Gain performance insights when you need it and accelerate performance with no code changes


SQL Server 2022 provides built-in capabilities to reduce time for query tuning, including the Query Store and next generation Intelligent Query Processing (IQP) features, to help you gain faster and more consistent performance with no code changes.

Challenges for query tuning

Developers and SQL experts agree that while some queries just work, some performance situations can arise for queries that require performance troubleshooting and query tuning exercises. Tuning query performance can be an expensive and often lengthy process.

Solutions for query tuning using the Query Store

The Query Store is a built-in set of query performance statistics stored in a user database. The Query Store automatically captures a history of queries, plans, and runtime statistics, and retains this information for your review. It separates data by time windows so you can see database usage patterns and understand when query plan changes happened on the server. For more information, see Monitor performance by using the Query Store.

SQL Server 2022 includes important enhancements to the Query Store to reduce the amount of time for query tuning.

Query Store on by default

Prior to SQL Server 2022, the Query Store must be enabled using the T-SQL ALTER DATABASE statement. For SQL Server 2022, any new database created will have the Query Store enabled by default. Databases that have been restored from previous versions of SQL Server will retain the Query Store settings captured when the database was backed up. The Query Store has had several enhancements since its inception in SQL Server 2016 that allow users to enable the Query Store without significantly affecting application performance. In addition, several new settings are possible in the Query Store to allow users to more easily control how query performance information is captured and cleaned up. Users can disable the Query Store at any time by using the T-SQL ALTER DATABASE statement.

Query Store hints

Query Store hints provide an easy-to-use method for shaping query plans without changing application code. You can take any query that is stored in the Query Store and use system stored procedures to apply a query hint. The query hint affects the query plan with the intention of improving query performance, without changing application code. For example, you could apply a query store hint to require a query to use a specific MAXDOP value without changing the query text.

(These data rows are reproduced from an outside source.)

//! Configuration management for protopad
//!
//! Supports loading configuration from:
//! - Default values
//! - Config file (`config.toml` in the user config directory)
//! - An explicit file passed with `--config`
//! - Environment variables (`PROTOPAD__*`, e.g. `PROTOPAD__EDITOR__COMMAND`)
//!
//! ## Example config file:
//! ```toml
//! [registry]
//! paths = ["/home/me/src/protos"]
//! protoc = "protoc"
//!
//! [editor]
//! command = "vim"
//! ```

use config_crate::{Config, ConfigError, Environment, File};
use directories::ProjectDirs;
use serde::{Deserialize, Serialize};
use std::fs;
use std::path::{Path, PathBuf};

use crate::error::{ProtopadError, Result};

/// Name of the config file inside the config directory
pub const CONFIG_FILE: &str = "config.toml";

/// Scratch file handed to the editor, kept for `edit --recent`
pub const SCRATCH_FILE: &str = "temp.json";

/// Main configuration
#[derive(Debug, Clone, Default, Serialize, Deserialize)]
pub struct ProtopadConfig {
    #[serde(default)]
    pub registry: RegistryConfig,

    #[serde(default)]
    pub editor: EditorConfig,
}

/// Registered schema sources and how they are compiled
#[derive(Debug, Clone, Serialize, Deserialize)]
pub struct RegistryConfig {
    /// Absolute paths of registered `.proto` files or directories
    #[serde(default)]
    pub paths: Vec<PathBuf>,

    /// Where compiled modules live (defaults to `<data dir>/compiled`)
    #[serde(default)]
    pub compiled_dir: Option<PathBuf>,

    /// `protoc` executable
    #[serde(default = "default_protoc")]
    pub protoc: String,
}

#[derive(Debug, Clone, Default, Serialize, Deserialize)]
pub struct EditorConfig {
    /// Editor command; `$EDITOR` is used when unset
    #[serde(default)]
    pub command: Option<String>,
}

fn default_protoc() -> String {
    "protoc".to_string()
}

impl Default for RegistryConfig {
    fn default() -> Self {
        Self {
            paths: Vec::new(),
            compiled_dir: None,
            protoc: default_protoc(),
        }
    }
}

fn project_dirs() -> Option<ProjectDirs> {
    ProjectDirs::from("dev", "protopad", "protopad")
}

/// Absolute form of `path`, resolving symlinks when it exists
pub fn absolute(path: &Path) -> PathBuf {
    fs::canonicalize(path).unwrap_or_else(|_| {
        if path.is_absolute() {
            path.to_path_buf()
        } else {
            std::env::current_dir().unwrap_or_default().join(path)
        }
    })
}

impl ProtopadConfig {
    /// Default config file location
    pub fn default_path() -> Option<PathBuf> {
        project_dirs().map(|dirs| dirs.config_dir().join(CONFIG_FILE))
    }

    /// Load configuration from default locations
    pub fn load() -> std::result::Result<Self, ConfigError> {
        Self::load_from(None)
    }

    /// Load configuration, with `config_path` taking the place of the default file
    pub fn load_from(config_path: Option<&Path>) -> std::result::Result<Self, ConfigError> {
        let mut builder = Config::builder();

        match config_path {
            Some(path) => {
                builder = builder.add_source(File::from(path.to_path_buf()).required(true));
            }
            None => {
                if let Some(default) = Self::default_path() {
                    builder = builder.add_source(File::from(default).required(false));
                }
            }
        }

        builder = builder.add_source(
            Environment::with_prefix("PROTOPAD")
                .separator("__")
                .try_parsing(true),
        );

        let config = builder.build()?;
        config.try_deserialize()
    }

    /// Save configuration to a file, creating its directory
    pub fn save(&self, path: &Path) -> std::io::Result<()> {
        let content = toml::to_string_pretty(self)
            .map_err(|e| std::io::Error::new(std::io::ErrorKind::InvalidData, e))?;
        if let Some(parent) = path.parent() {
            fs::create_dir_all(parent)?;
        }
        fs::write(path, content)
    }

    /// Directory for compiled modules and the scratch file
    pub fn data_dir() -> PathBuf {
        project_dirs()
            .map(|dirs| dirs.data_dir().to_path_buf())
            .unwrap_or_else(|| absolute(Path::new(".protopad")))
    }

    pub fn compiled_dir(&self) -> PathBuf {
        self.registry
            .compiled_dir
            .clone()
            .unwrap_or_else(|| Self::data_dir().join("compiled"))
    }

    pub fn scratch_file(&self) -> PathBuf {
        Self::data_dir().join(SCRATCH_FILE)
    }

    /// Register a path; returns false if it was already registered
    pub fn register(&mut self, path: &Path) -> bool {
        let path = absolute(path);
        if self.registry.paths.contains(&path) {
            return false;
        }
        self.registry.paths.push(path);
        true
    }

    /// Unregister a path
    pub fn unregister(&mut self, path: &Path) -> Result<()> {
        let path = absolute(path);
        let before = self.registry.paths.len();
        self.registry.paths.retain(|p| p != &path);
        if self.registry.paths.len() == before {
            return Err(ProtopadError::PathNotRegistered(path));
        }
        Ok(())
    }
}

#[cfg(test)]
mod tests {
    use super::*;
    use tempfile::tempdir;

    #[test]
    fn test_default_config() {
        let config = ProtopadConfig::default();
        assert!(config.registry.paths.is_empty());
        assert_eq!(config.registry.protoc, "protoc");
        assert!(config.editor.command.is_none());
    }

    #[test]
    fn test_save_and_load() {
        let dir = tempdir().unwrap();
        let path = dir.path().join("nested").join(CONFIG_FILE);

        let mut config = ProtopadConfig::default();
        assert!(config.register(dir.path()));
        assert!(!config.register(dir.path()));
        config.editor.command = Some("nano".to_string());
        config.save(&path).unwrap();

        let content = fs::read_to_string(&path).unwrap();
        assert!(content.contains("[registry]"));
        assert!(content.contains("[editor]"));

        let loaded = ProtopadConfig::load_from(Some(&path)).unwrap();
        assert_eq!(loaded.registry.paths, vec![absolute(dir.path())]);
        assert_eq!(loaded.editor.command.as_deref(), Some("nano"));
    }

    #[test]
    fn test_unregister() {
        let dir = tempdir().unwrap();
        let mut config = ProtopadConfig::default();
        config.register(dir.path());

        let other = dir.path().join("elsewhere");
        assert!(matches!(
            config.unregister(&other),
            Err(ProtopadError::PathNotRegistered(_))
        ));
        config.unregister(dir.path()).unwrap();
        assert!(config.registry.paths.is_empty());
    }

    #[test]
    fn test_compiled_dir_override() {
        let mut config = ProtopadConfig::default();
        assert!(config.compiled_dir().ends_with("compiled"));
        config.registry.compiled_dir = Some(PathBuf::from("/tmp/modules"));
        assert_eq!(config.compiled_dir(), PathBuf::from("/tmp/modules"));
    }
}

Query store hints aren't intended to be used as a normal step to tune query performance, but can be a useful tool for query tuning, especially if you can't change the query text in an application. In addition, some new Intelligent Query Processing features use a query store hint. You can view any persisted query store hints in the sys.query_store_query_hints catalog view. For more information, see Query Store hints.

Query Store for read replicas

While the Query Store is beneficial for reducing the amount of time required to tune queries or to easily identify query performance issues, performance information is only available for queries executed against the primary replica in an Always On availability group. In SQL Server 2022, a new option is available using the T-SQL ALTER DATABASE statement to enable the Query Store to collect performance information for read-only queries executed on secondary replicas. All performance information for all replicas is persisted on the primary replica. New information is captured in the Query Store to indicate which replica is associated with a query or query plan.


Trace flag 12606 is required to enable Query Store for secondary replicas.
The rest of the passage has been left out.